Work to be completed: Below are the records; give again exactly the lines that run from the one with "t.sync_with_clips(&clips, &deleted);" through the last line.

The data:
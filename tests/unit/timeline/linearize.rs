use super::*;
use crate::{document::model::Word, foundation::ids::SequentialIdGen};

fn clip(id: &str, start: f64, end: f64) -> Clip {
    Clip::new(id, "s", vec![Word::new(format!("{id}0"), id, start, end)])
}

fn timeline() -> Timeline {
    let clips = vec![clip("a", 0.0, 2.0), clip("b", 2.0, 5.0), clip("c", 5.0, 6.0)];
    Timeline::from_clips(&clips, &BTreeSet::new())
}

fn order(ids: &[&str]) -> Vec<String> {
    ids.iter().map(|s| format!("timeline_{s}")).collect()
}

fn starts(t: &Timeline) -> Vec<(String, f64, bool)> {
    t.clips
        .iter()
        .map(|c| (c.source_clip_id.clone(), c.start_time, c.enabled))
        .collect()
}

#[test]
fn from_clips_projects_source_ranges() {
    let t = timeline();
    let b = t.clip("timeline_b").unwrap();
    assert_eq!((b.in_point, b.out_point, b.duration), (2.0, 5.0, 3.0));
    assert_eq!(t.total_duration, 6.0);
    assert!(!t.sequential);
    assert_eq!(t.id_for_source("c"), Some("timeline_c"));
}

#[test]
fn linearize_places_by_running_sum_and_parks_the_rest() {
    let mut t = timeline();
    t.linearize(&order(&["c", "a"]));
    assert_eq!(
        starts(&t),
        vec![
            ("c".to_string(), 0.0, true),
            ("a".to_string(), 1.0, true),
            ("b".to_string(), 3.0, false),
        ]
    );
    assert_eq!(t.total_duration, 3.0);
    assert_eq!(t.sequential_duration(), 3.0);
    assert_eq!(t.clips.len(), 3);
}

#[test]
fn linearize_is_idempotent() {
    let mut t = timeline();
    t.linearize(&order(&["b", "c"]));
    let once = t.clone();
    t.linearize(&order(&["b", "c"]));
    assert_eq!(t, once);
    t.recalculate();
    assert_eq!(t, once);
}

#[test]
fn unknown_and_repeated_ids_are_ignored() {
    let mut t = timeline();
    let mut o = order(&["a", "a", "b"]);
    o.push("ghost".to_string());
    t.linearize(&o);
    assert_eq!(t.clip_order, order(&["a", "b"]));
    assert_eq!(t.sequential_duration(), 5.0);
}

#[test]
fn clip_at_time_skips_disabled() {
    let mut t = timeline();
    t.linearize(&order(&["a"]));
    assert_eq!(t.clip_at_time(1.0).unwrap().source_clip_id, "a");
    // b and c are parked at 2.0 but disabled.
    assert!(t.clip_at_time(2.5).is_none());
}

#[test]
fn trim_updates_duration_and_relinearizes() {
    let mut t = timeline();
    t.linearize(&order(&["a", "b", "c"]));
    t.trim("timeline_a", 0.5, 1.5).unwrap();
    assert_eq!(t.clip("timeline_a").unwrap().duration, 1.0);
    assert_eq!(t.clip("timeline_b").unwrap().start_time, 1.0);
    assert!(t.trim("timeline_a", 2.0, 1.0).is_err());
    assert!(t.trim("nope", 0.0, 1.0).is_err());
}

#[test]
fn split_at_divides_source_range() {
    let mut t = timeline();
    t.linearize(&order(&["a", "b", "c"]));
    let right = t
        .split_at("timeline_b", 3.0, &mut SequentialIdGen::new())
        .unwrap();
    assert_eq!(right, "timeline_b_split_0");

    let l = t.clip("timeline_b").unwrap();
    let r = t.clip(&right).unwrap();
    assert_eq!((l.in_point, l.out_point, l.duration), (2.0, 3.0, 1.0));
    assert_eq!((r.in_point, r.out_point, r.duration), (3.0, 5.0, 2.0));
    assert_eq!(r.start_time, 3.0);
    assert_eq!(t.clip_order[2], right);
    assert_eq!(t.sequential_duration(), 6.0);

    assert!(t.split_at("timeline_a", 0.0, &mut SequentialIdGen::new()).is_err());
}

#[test]
fn seek_clamps() {
    let mut t = timeline();
    assert_eq!(t.seek(-1.0), 0.0);
    assert_eq!(t.seek(100.0), 6.0);
    assert_eq!(t.seek(f64::NAN), 0.0);
}

#[test]
fn sync_inserts_new_clips_after_their_predecessor() {
    let mut t = timeline();
    t.linearize(&order(&["a", "b", "c"]));

    // b was split into b1/b2 and c was deleted in the document.
    let clips = vec![
        clip("a", 0.0, 2.0),
        clip("b1", 2.0, 3.0),
        clip("b2", 3.0, 5.0),
        clip("c", 5.0, 6.0),
    ];
    let deleted: BTreeSet<String> = ["c".to_string()].into();
    t.sync_with_clips(&clips, &deleted);

    assert_eq!(t.clip_order, order(&["a", "b1", "b2"]));
    assert_eq!(t.clip("timeline_b2").unwrap().start_time, 3.0);
    assert_eq!(t.total_duration, 5.0);
    assert!(t.clip("timeline_c").is_none());
}

#[test]
fn sync_keeps_trims_of_untouched_sources() {
    let mut t = timeline();
    t.linearize(&order(&["a", "b", "c"]));
    t.trim("timeline_a", 0.5, 1.0).unwrap();

    // b was split in the document; a is untouched.
    let clips = vec![
        clip("a", 0.0, 2.0),
        clip("b1", 2.0, 3.0),
        clip("b2", 3.0, 5.0),
        clip("c", 5.0, 6.0),
    ];
    t.sync_with_clips(&clips, &BTreeSet::new());

    let a = t.clip("timeline_a").unwrap();
    assert_eq!((a.in_point, a.out_point, a.duration), (0.5, 1.0, 0.5));
    assert_eq!(t.clip("timeline_b1").unwrap().start_time, 0.5);
}

#[test]
fn sync_keeps_both_halves_of_a_timeline_split() {
    let mut t = timeline();
    t.linearize(&order(&["a", "b", "c"]));
    let right = t
        .split_at("timeline_b", 3.0, &mut SequentialIdGen::new())
        .unwrap();

    let clips = vec![clip("a", 0.0, 2.0), clip("b", 2.0, 5.0)];
    t.sync_with_clips(&clips, &BTreeSet::new());

    let l = t.clip("timeline_b").unwrap();
    let r = t.clip(&right).unwrap();
    assert_eq!((l.in_point, l.out_point), (2.0, 3.0));
    assert_eq!((r.in_point, r.out_point), (3.0, 5.0));
    assert_eq!(t.sequential_duration(), 5.0);
}

#[test]
fn sync_remaps_trims_when_the_source_is_retimed() {
    let mut t = timeline();
    t.trim("timeline_b", 3.0, 5.0).unwrap();

    // b stretched from [2, 5] to [2, 8].
    let clips = vec![clip("a", 0.0, 2.0), clip("b", 2.0, 8.0), clip("c", 8.0, 9.0)];
    t.sync_with_clips(&clips, &BTreeSet::new());

    let b = t.clip("timeline_b").unwrap();
    assert_eq!((b.in_point, b.out_point, b.duration), (4.0, 8.0, 4.0));
    let a = t.clip("timeline_a").unwrap();
    assert_eq!((a.in_point, a.out_point), (0.0, 2.0));
}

Result of the task:
    t.sync_with_clips(&clips, &deleted);

    assert_eq!(t.clip_order, order(&["a", "b1", "b2"]));
    assert_eq!(t.clip("timeline_b2").unwrap().start_time, 3.0);
    assert_eq!(t.total_duration, 5.0);
    assert!(t.clip("timeline_c").is_none());
}

#[test]
fn sync_keeps_trims_of_untouched_sources() {
    let mut t = timeline();
    t.linearize(&order(&["a", "b", "c"]));
    t.trim("timeline_a", 0.5, 1.0).unwrap();

    // b was split in the document; a is untouched.
    let clips = vec![
        clip("a", 0.0, 2.0),
        clip("b1", 2.0, 3.0),
        clip("b2", 3.0, 5.0),
        clip("c", 5.0, 6.0),
    ];
    t.sync_with_clips(&clips, &BTreeSet::new());

    let a = t.clip("timeline_a").unwrap();
    assert_eq!((a.in_point, a.out_point, a.duration), (0.5, 1.0, 0.5));
    assert_eq!(t.clip("timeline_b1").unwrap().start_time, 0.5);
}

#[test]
fn sync_keeps_both_halves_of_a_timeline_split() {
    let mut t = timeline();
    t.linearize(&order(&["a", "b", "c"]));
    let right = t
        .split_at("timeline_b", 3.0, &mut SequentialIdGen::new())
        .unwrap();

    let clips = vec![clip("a", 0.0, 2.0), clip("b", 2.0, 5.0)];
    t.sync_with_clips(&clips, &BTreeSet::new());

    let l = t.clip("timeline_b").unwrap();
    let r = t.clip(&right).unwrap();
    assert_eq!((l.in_point, l.out_point), (2.0, 3.0));
    assert_eq!((r.in_point, r.out_point), (3.0, 5.0));
    assert_eq!(t.sequential_duration(), 5.0);
}

#[test]
fn sync_remaps_trims_when_the_source_is_retimed() {
    let mut t = timeline();
    t.trim("timeline_b", 3.0, 5.0).unwrap();

    // b stretched from [2, 5] to [2, 8].
    let clips = vec![clip("a", 0.0, 2.0), clip("b", 2.0, 8.0), clip("c", 8.0, 9.0)];
    t.sync_with_clips(&clips, &BTreeSet::new());

    let b = t.clip("timeline_b").unwrap();
    assert_eq!((b.in_point, b.out_point, b.duration), (4.0, 8.0, 4.0));
    let a = t.clip("timeline_a").unwrap();
    assert_eq!((a.in_point, a.out_point), (0.0, 2.0));
}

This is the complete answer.